Venti di guerra tra Cina e Filippine: per Duterte ‘lo scontro armato è possibile’
Soffiano (più del solito) forti i venti di guerra tra Filippine e Cina e il fumantino e pugnace presidente delle isole Rodrigo Duterte ha parlato esplicitamente della possibilità di uno scontro armato.
A porre, ormai da tempo, l’un contro l’altra Cina e Filippine è la difficile questione del controllo delle risorse del mar Cinese Meridionale che sembra essere ricco di petrolio e di gas naturale e per il cui sfruttamento Manila e Pechino starebbero da tempo cercando di stringere un accordo congiunto, anche se senza reale successo.
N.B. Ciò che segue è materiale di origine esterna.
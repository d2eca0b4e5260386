//! Node type registry.
//!
//! Every node type resolves to a display icon/label pair, a default
//! [`NodeConfig`], a handle layout and the config fields a run needs.
//! Config is a tagged union: its variant always matches the node type and
//! is created through [`NodeConfig::from_value`], never by inspecting JSON
//! shapes at runtime.

mod code;
mod condition;
mod delay;
mod email;
mod http_request;
mod sticky_note;
mod task;
mod trigger;

use serde::{Deserialize, Serialize};
use serde_json::Value as JsonValue;
use strum::IntoEnumIterator;

use crate::{EditorError, Result};

pub use code::CodeConfig;
pub use condition::{CONDITION_FALSE_HANDLE, CONDITION_TRUE_HANDLE, ConditionConfig};
pub use delay::{DelayConfig, DelayUnit};
pub use email::EmailConfig;
pub use http_request::{HttpHeader, HttpRequestConfig, HttpRequestMethod};
pub use sticky_note::StickyNoteConfig;
pub use task::{CreateTaskConfig, TaskPriority, UpdateTaskConfig};
pub use trigger::{TriggerConfig, TriggerKind};

#[derive(
    Serialize, Deserialize, Debug, Clone, Copy, PartialEq, Eq, Hash, strum::AsRefStr, strum::EnumString, strum::EnumIter, strum::Display,
)]
#[serde(rename_all = "camelCase")]
#[strum(serialize_all = "camelCase")]
pub enum NodeType {
    Trigger,
    CreateTask,
    UpdateTask,
    Condition,
    Delay,
    HttpRequest,
    Code,
    Email,
    StickyNote,
}

/// Palette section a node type is listed under.
#[derive(Debug, Clone, Copy, PartialEq, Eq, strum::AsRefStr)]
pub enum NodeGroup {
    Triggers,
    Actions,
    Logic,
    Utilities,
    Annotations,
}

/// Outgoing connection points of a node type.
#[derive(Debug, Clone, Copy, PartialEq, Eq)]
pub enum SourceHandles {
    /// no outgoing edges
    None,
    /// one unnamed output
    Single,
    /// one named output per branch
    Branches(&'static [&'static str]),
}

/// What a node type can be connected to and whether it has a config editor.
#[derive(Debug, Clone, Copy, PartialEq, Eq)]
pub struct Capabilities {
    pub source: SourceHandles,
    pub accepts_target: bool,
    pub has_config: bool,
}

impl Capabilities {
    /// Whether an edge may leave through `handle`.
    pub fn allows_source(
        &self,
        handle: Option<&str>,
    ) -> bool {
        match self.source {
            SourceHandles::None => false,
            SourceHandles::Single => true,
            SourceHandles::Branches(names) => handle.is_some_and(|h| names.contains(&h)),
        }
    }
}

/// Everything the surface needs to render and create a node type.
#[derive(Debug, Clone, Copy, PartialEq, Eq)]
pub struct NodeTypeDescriptor {
    pub node_type: NodeType,
    pub icon: &'static str,
    pub label: &'static str,
    pub group: NodeGroup,
    pub capabilities: Capabilities,
}

impl NodeType {
    /// Label given to freshly created nodes.
    pub fn default_label(self) -> &'static str {
        match self {
            NodeType::Trigger => "Manual Trigger",
            NodeType::CreateTask => "Create Task",
            NodeType::UpdateTask => "Update Task",
            NodeType::Condition => "Condition",
            NodeType::Delay => "Delay",
            NodeType::HttpRequest => "HTTP Request",
            NodeType::Code => "Code",
            NodeType::Email => "Send Email",
            NodeType::StickyNote => "Note",
        }
    }

    pub fn descriptor(self) -> NodeTypeDescriptor {
        let (icon, label, group) = match self {
            NodeType::Trigger => ("⚡", "Manual Trigger", NodeGroup::Triggers),
            NodeType::CreateTask => ("📝", "Create Task", NodeGroup::Actions),
            NodeType::UpdateTask => ("✏️", "Update Task", NodeGroup::Actions),
            NodeType::Condition => ("🔀", "Condition", NodeGroup::Logic),
            NodeType::Delay => ("⏱️", "Delay", NodeGroup::Utilities),
            NodeType::HttpRequest => ("🌐", "HTTP Request", NodeGroup::Actions),
            NodeType::Code => ("💻", "Code", NodeGroup::Actions),
            NodeType::Email => ("📧", "Email", NodeGroup::Actions),
            NodeType::StickyNote => ("🗒️", "Sticky Note", NodeGroup::Annotations),
        };

        let capabilities = match self {
            NodeType::Trigger => Capabilities {
                source: SourceHandles::Single,
                accepts_target: false,
                has_config: true,
            },
            NodeType::Condition => Capabilities {
                source: SourceHandles::Branches(&[CONDITION_TRUE_HANDLE, CONDITION_FALSE_HANDLE]),
                accepts_target: true,
                has_config: true,
            },
            NodeType::StickyNote => Capabilities {
                source: SourceHandles::None,
                accepts_target: false,
                has_config: false,
            },
            _ => Capabilities {
                source: SourceHandles::Single,
                accepts_target: true,
                has_config: true,
            },
        };

        NodeTypeDescriptor {
            node_type: self,
            icon,
            label,
            group,
            capabilities,
        }
    }

    pub fn capabilities(self) -> Capabilities {
        self.descriptor().capabilities
    }
}

/// Lookup over every known node type, in palette order.
pub struct NodeTypeRegistry;

impl NodeTypeRegistry {
    pub fn descriptors() -> Vec<NodeTypeDescriptor> {
        NodeType::iter().map(NodeType::descriptor).collect()
    }

    pub fn default_config(node_type: NodeType) -> NodeConfig {
        NodeConfig::default_for(node_type)
    }

    /// Resolves a type tag such as `"createTask"`.
    pub fn resolve(tag: &str) -> Result<NodeType> {
        tag.parse().map_err(|_| EditorError::Validation(format!("unknown node type {:?}", tag)))
    }
}

/// Type-specific node configuration.
#[derive(Serialize, Debug, Clone, PartialEq)]
#[serde(untagged)]
pub enum NodeConfig {
    Trigger(TriggerConfig),
    CreateTask(CreateTaskConfig),
    UpdateTask(UpdateTaskConfig),
    Condition(ConditionConfig),
    Delay(DelayConfig),
    HttpRequest(HttpRequestConfig),
    Code(CodeConfig),
    Email(EmailConfig),
    StickyNote(StickyNoteConfig),
}

impl NodeConfig {
    pub fn default_for(node_type: NodeType) -> Self {
        match node_type {
            NodeType::Trigger => NodeConfig::Trigger(TriggerConfig::default()),
            NodeType::CreateTask => NodeConfig::CreateTask(CreateTaskConfig::default()),
            NodeType::UpdateTask => NodeConfig::UpdateTask(UpdateTaskConfig::default()),
            NodeType::Condition => NodeConfig::Condition(ConditionConfig::default()),
            NodeType::Delay => NodeConfig::Delay(DelayConfig::default()),
            NodeType::HttpRequest => NodeConfig::HttpRequest(HttpRequestConfig::default()),
            NodeType::Code => NodeConfig::Code(CodeConfig::default()),
            NodeType::Email => NodeConfig::Email(EmailConfig::default()),
            NodeType::StickyNote => NodeConfig::StickyNote(StickyNoteConfig::default()),
        }
    }

    /// Decodes the config of a `node_type` node. `null` yields the defaults;
    /// absent fields fall back to their defaults.
    pub fn from_value(
        node_type: NodeType,
        value: JsonValue,
    ) -> Result<Self> {
        if value.is_null() {
            return Ok(Self::default_for(node_type));
        }

        let config = match node_type {
            NodeType::Trigger => NodeConfig::Trigger(serde_json::from_value(value)?),
            NodeType::CreateTask => NodeConfig::CreateTask(serde_json::from_value(value)?),
            NodeType::UpdateTask => NodeConfig::UpdateTask(serde_json::from_value(value)?),
            NodeType::Condition => NodeConfig::Condition(serde_json::from_value(value)?),
            NodeType::Delay => NodeConfig::Delay(serde_json::from_value(value)?),
            NodeType::HttpRequest => NodeConfig::HttpRequest(serde_json::from_value(value)?),
            NodeType::Code => NodeConfig::Code(serde_json::from_value(value)?),
            NodeType::Email => NodeConfig::Email(serde_json::from_value(value)?),
            NodeType::StickyNote => NodeConfig::StickyNote(serde_json::from_value(value)?),
        };
        Ok(config)
    }

    pub fn node_type(&self) -> NodeType {
        match self {
            NodeConfig::Trigger(_) => NodeType::Trigger,
            NodeConfig::CreateTask(_) => NodeType::CreateTask,
            NodeConfig::UpdateTask(_) => NodeType::UpdateTask,
            NodeConfig::Condition(_) => NodeType::Condition,
            NodeConfig::Delay(_) => NodeType::Delay,
            NodeConfig::HttpRequest(_) => NodeType::HttpRequest,
            NodeConfig::Code(_) => NodeType::Code,
            NodeConfig::Email(_) => NodeType::Email,
            NodeConfig::StickyNote(_) => NodeType::StickyNote,
        }
    }

    /// Names of the fields a run cannot do without that are still empty.
    pub fn missing_fields(&self) -> Vec<&'static str> {
        match self {
            NodeConfig::Trigger(c) => c.missing_fields(),
            NodeConfig::CreateTask(c) => c.missing_fields(),
            NodeConfig::UpdateTask(c) => c.missing_fields(),
            NodeConfig::Condition(c) => c.missing_fields(),
            NodeConfig::Delay(c) => c.missing_fields(),
            NodeConfig::HttpRequest(c) => c.missing_fields(),
            NodeConfig::Code(c) => c.missing_fields(),
            NodeConfig::Email(c) => c.missing_fields(),
            NodeConfig::StickyNote(_) => Vec::new(),
        }
    }

    /// Checks that the variant belongs to `node_type`.
    pub fn ensure_type(
        &self,
        node_type: NodeType,
    ) -> Result<()> {
        if self.node_type() == node_type {
            Ok(())
        } else {
            Err(EditorError::Validation(format!("{} config cannot be applied to a {} node", self.node_type(), node_type)))
        }
    }
}

/// Empty strings count as missing.
fn blank(value: &str) -> bool {
    value.trim().is_empty()
}

#[cfg(test)]
mod tests {
    use serde_json::json;

    use super::*;

    #[test]
    fn every_type_has_a_matching_default_config() {
        for node_type in NodeType::iter() {
            assert_eq!(NodeTypeRegistry::default_config(node_type).node_type(), node_type);
            assert!(!node_type.default_label().is_empty());
        }
        assert_eq!(NodeTypeRegistry::descriptors().len(), 9);
    }

    #[test]
    fn type_tags_are_camel_case() {
        assert_eq!(NodeType::CreateTask.as_ref(), "createTask");
        assert_eq!(NodeTypeRegistry::resolve("stickyNote"), Ok(NodeType::StickyNote));
        assert_eq!(NodeTypeRegistry::resolve("httpRequest"), Ok(NodeType::HttpRequest));
        assert_eq!(NodeTypeRegistry::resolve("nope"), Err(EditorError::Validation("unknown node type \"nope\"".to_string())));
        assert_eq!(serde_json::to_value(NodeType::UpdateTask).unwrap(), json!("updateTask"));
    }

    #[test]
    fn condition_exposes_true_and_false_handles() {
        let caps = NodeType::Condition.capabilities();
        assert!(caps.allows_source(Some("true")));
        assert!(caps.allows_source(Some("false")));
        assert!(!caps.allows_source(None));
        assert!(!caps.allows_source(Some("maybe")));
    }

    #[test]
    fn single_handle_types_ignore_handle_names() {
        let caps = NodeType::CreateTask.capabilities();
        assert!(caps.allows_source(None));
        assert!(caps.accepts_target);
        assert!(!NodeType::Trigger.capabilities().accepts_target);
        assert!(!NodeType::StickyNote.capabilities().allows_source(None));
        assert!(!NodeType::StickyNote.capabilities().has_config);
    }

    #[test]
    fn null_config_means_defaults() {
        let config = NodeConfig::from_value(NodeType::Email, JsonValue::Null).unwrap();
        assert_eq!(config, NodeConfig::default_for(NodeType::Email));
    }

    #[test]
    fn config_serializes_without_a_tag() {
        let config = NodeConfig::default_for(NodeType::Condition);
        assert_eq!(serde_json::to_value(&config).unwrap(), json!({ "expression": "" }));
    }

    #[test]
    fn ensure_type_rejects_foreign_variant() {
        let config = NodeConfig::default_for(NodeType::Delay);
        assert!(config.ensure_type(NodeType::Delay).is_ok());
        assert!(matches!(config.ensure_type(NodeType::Code), Err(EditorError::Validation(_))));
    }

    #[test]
    fn missing_fields_reports_required_blanks() {
        assert_eq!(NodeConfig::default_for(NodeType::HttpRequest).missing_fields(), vec!["url"]);
        assert_eq!(NodeConfig::default_for(NodeType::Email).missing_fields(), vec!["to", "subject"]);
        assert!(NodeConfig::default_for(NodeType::Trigger).missing_fields().is_empty());
        assert!(NodeConfig::default_for(NodeType::Delay).missing_fields().is_empty());
    }
}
La zona di mare, su cui la Cina rivendica la giurisdizione è in realtà contesa tra Cina, Filippine, Vietnam e Taiwan, Paesi che però stentano a far sentire la loro voce contro la superpotenza di Pechino che, per confermare la sua forza, ha costruito lì delle isole artificiali (definite ‘Portaerei inaffondabili’), dotate di base militare e pista di atterraggio sulle quali, alcuni giorni fa, ha iniziato a far operare i suoi militari.
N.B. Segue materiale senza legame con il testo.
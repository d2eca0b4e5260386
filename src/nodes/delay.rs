use std::time::Duration;

use serde::{Deserialize, Deserializer, Serialize, Serializer};

#[derive(Serialize, Deserialize, Debug, Clone, Copy, Default, PartialEq, Eq, strum::AsRefStr, strum::EnumString)]
#[serde(rename_all = "lowercase")]
#[strum(serialize_all = "lowercase")]
pub enum DelayUnit {
    #[default]
    Seconds,
    Minutes,
    Hours,
}

impl DelayUnit {
    fn seconds(self) -> u64 {
        match self {
            DelayUnit::Seconds => 1,
            DelayUnit::Minutes => 60,
            DelayUnit::Hours => 3600,
        }
    }
}

#[derive(Serialize, Deserialize, Debug, Clone, Copy, PartialEq, Eq)]
#[serde(rename_all = "camelCase", default)]
pub struct DelayConfig {
    /// stored as a string by the config editor
    #[serde(serialize_with = "duration_as_string", deserialize_with = "lenient_duration")]
    pub duration: u64,
    pub unit: DelayUnit,
}

impl Default for DelayConfig {
    fn default() -> Self {
        Self {
            duration: 5,
            unit: DelayUnit::Seconds,
        }
    }
}

impl DelayConfig {
    pub fn as_duration(&self) -> Duration {
        Duration::from_secs(self.duration.saturating_mul(self.unit.seconds()))
    }

    pub fn missing_fields(&self) -> Vec<&'static str> {
        Vec::new()
    }
}

fn duration_as_string<S>(
    value: &u64,
    serializer: S,
) -> std::result::Result<S::Ok, S::Error>
where
    S: Serializer,
{
    serializer.serialize_str(&value.to_string())
}

fn lenient_duration<'de, D>(deserializer: D) -> std::result::Result<u64, D::Error>
where
    D: Deserializer<'de>,
{
    #[derive(Deserialize)]
    #[serde(untagged)]
    enum Raw {
        Number(u64),
        Text(String),
    }

    match Raw::deserialize(deserializer)? {
        Raw::Number(n) => Ok(n),
        Raw::Text(s) if s.trim().is_empty() => Ok(0),
        Raw::Text(s) => s.trim().parse().map_err(serde::de::Error::custom),
    }
}

#[cfg(test)]
mod tests {
    use serde_json::json;

    use super::*;

    #[test]
    fn duration_accepts_strings_and_numbers() {
        let a: DelayConfig = serde_json::from_value(json!({ "duration": "10", "unit": "minutes" })).unwrap();
        let b: DelayConfig = serde_json::from_value(json!({ "duration": 10, "unit": "minutes" })).unwrap();
        assert_eq!(a, b);
        assert_eq!(a.as_duration(), Duration::from_secs(600));
        assert!(serde_json::from_value::<DelayConfig>(json!({ "duration": "soon" })).is_err());
    }

    #[test]
    fn duration_is_written_back_as_string() {
        let value = serde_json::to_value(DelayConfig::default()).unwrap();
        assert_eq!(value, json!({ "duration": "5", "unit": "seconds" }));
    }
}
Una provocazione che Duterte ha considerato irricevibile tanto da parlare del “superamento della linea rossa” minacciando uno scontro armato se, nelle prossime settimane, la Cina dovesse prendere a estrarre unilateralmente le risorse naturali del Mar Cinese Meridionale, con buona pace del fatto che, nel 2016, un arbitrato internazionale (qui l’intera istruttoria) ha stabilito che la maggior parte delle rivendicazioni di Pechino nel Mar Cinese Meridionale sono illegali ai sensi del diritto marittimo internazionale.
Al fianco delle Filippine, o meglio, contro la Cina, anche gli Usa che negli scorsi giorni hanno inviato nelle acque del Mar della Cina due navi militari, la Higgins e la Antietam che, per non meglio precisate esercitazioni, hanno sconfinato nelle acque territoriali cinesi, venendone poi ‘espulse’.